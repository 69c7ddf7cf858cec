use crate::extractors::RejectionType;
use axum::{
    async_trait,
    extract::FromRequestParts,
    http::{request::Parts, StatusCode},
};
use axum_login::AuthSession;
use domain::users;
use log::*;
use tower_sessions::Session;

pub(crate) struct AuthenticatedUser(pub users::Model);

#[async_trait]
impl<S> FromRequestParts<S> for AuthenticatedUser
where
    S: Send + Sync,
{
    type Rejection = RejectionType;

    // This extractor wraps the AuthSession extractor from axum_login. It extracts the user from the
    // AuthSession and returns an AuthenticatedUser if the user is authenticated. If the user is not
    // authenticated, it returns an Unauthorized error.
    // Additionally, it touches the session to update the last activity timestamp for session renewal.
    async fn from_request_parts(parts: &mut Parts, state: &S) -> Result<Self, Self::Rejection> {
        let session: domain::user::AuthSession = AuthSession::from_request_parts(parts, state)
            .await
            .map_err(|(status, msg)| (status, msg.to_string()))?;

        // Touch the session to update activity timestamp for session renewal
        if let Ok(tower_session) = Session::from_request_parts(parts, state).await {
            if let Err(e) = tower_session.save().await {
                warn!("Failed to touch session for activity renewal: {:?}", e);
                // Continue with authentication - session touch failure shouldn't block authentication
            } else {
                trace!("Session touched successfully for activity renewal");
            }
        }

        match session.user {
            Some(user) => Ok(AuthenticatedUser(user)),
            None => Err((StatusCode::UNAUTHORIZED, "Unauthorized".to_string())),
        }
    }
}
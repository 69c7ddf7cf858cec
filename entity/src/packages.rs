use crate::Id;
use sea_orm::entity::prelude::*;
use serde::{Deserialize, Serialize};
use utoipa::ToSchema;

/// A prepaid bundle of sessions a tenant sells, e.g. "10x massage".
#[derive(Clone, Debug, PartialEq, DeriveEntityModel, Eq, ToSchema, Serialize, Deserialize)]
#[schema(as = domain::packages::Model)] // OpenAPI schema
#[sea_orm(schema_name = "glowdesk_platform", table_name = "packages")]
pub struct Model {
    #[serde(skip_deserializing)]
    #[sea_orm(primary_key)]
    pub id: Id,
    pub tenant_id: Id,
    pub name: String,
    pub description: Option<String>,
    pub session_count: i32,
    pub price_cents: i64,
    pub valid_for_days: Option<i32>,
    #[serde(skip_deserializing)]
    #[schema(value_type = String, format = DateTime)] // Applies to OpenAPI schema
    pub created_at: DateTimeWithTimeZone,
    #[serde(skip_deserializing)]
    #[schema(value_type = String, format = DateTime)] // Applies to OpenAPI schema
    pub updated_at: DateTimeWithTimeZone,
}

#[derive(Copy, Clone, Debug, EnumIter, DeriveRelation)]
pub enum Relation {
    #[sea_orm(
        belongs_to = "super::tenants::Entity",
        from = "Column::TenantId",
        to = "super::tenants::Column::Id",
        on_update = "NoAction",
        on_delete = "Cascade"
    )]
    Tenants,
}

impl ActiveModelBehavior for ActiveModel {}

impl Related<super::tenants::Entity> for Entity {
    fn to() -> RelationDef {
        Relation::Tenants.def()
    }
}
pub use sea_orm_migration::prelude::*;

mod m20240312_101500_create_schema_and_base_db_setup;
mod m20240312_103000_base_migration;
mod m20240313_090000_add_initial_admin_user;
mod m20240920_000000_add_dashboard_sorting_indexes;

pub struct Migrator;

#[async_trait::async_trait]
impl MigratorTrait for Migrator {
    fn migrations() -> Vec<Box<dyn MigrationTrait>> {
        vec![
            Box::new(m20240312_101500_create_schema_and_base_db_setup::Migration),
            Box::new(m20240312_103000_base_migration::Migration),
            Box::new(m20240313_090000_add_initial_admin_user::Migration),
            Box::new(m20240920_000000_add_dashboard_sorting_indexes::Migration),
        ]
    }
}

+++

In the listing above, locate each line with "domain" and copy it.

use domain::users;
        let session: domain::user::AuthSession = AuthSession::from_request_parts(parts, state)
#[schema(as = domain::packages::Model)] // OpenAPI schema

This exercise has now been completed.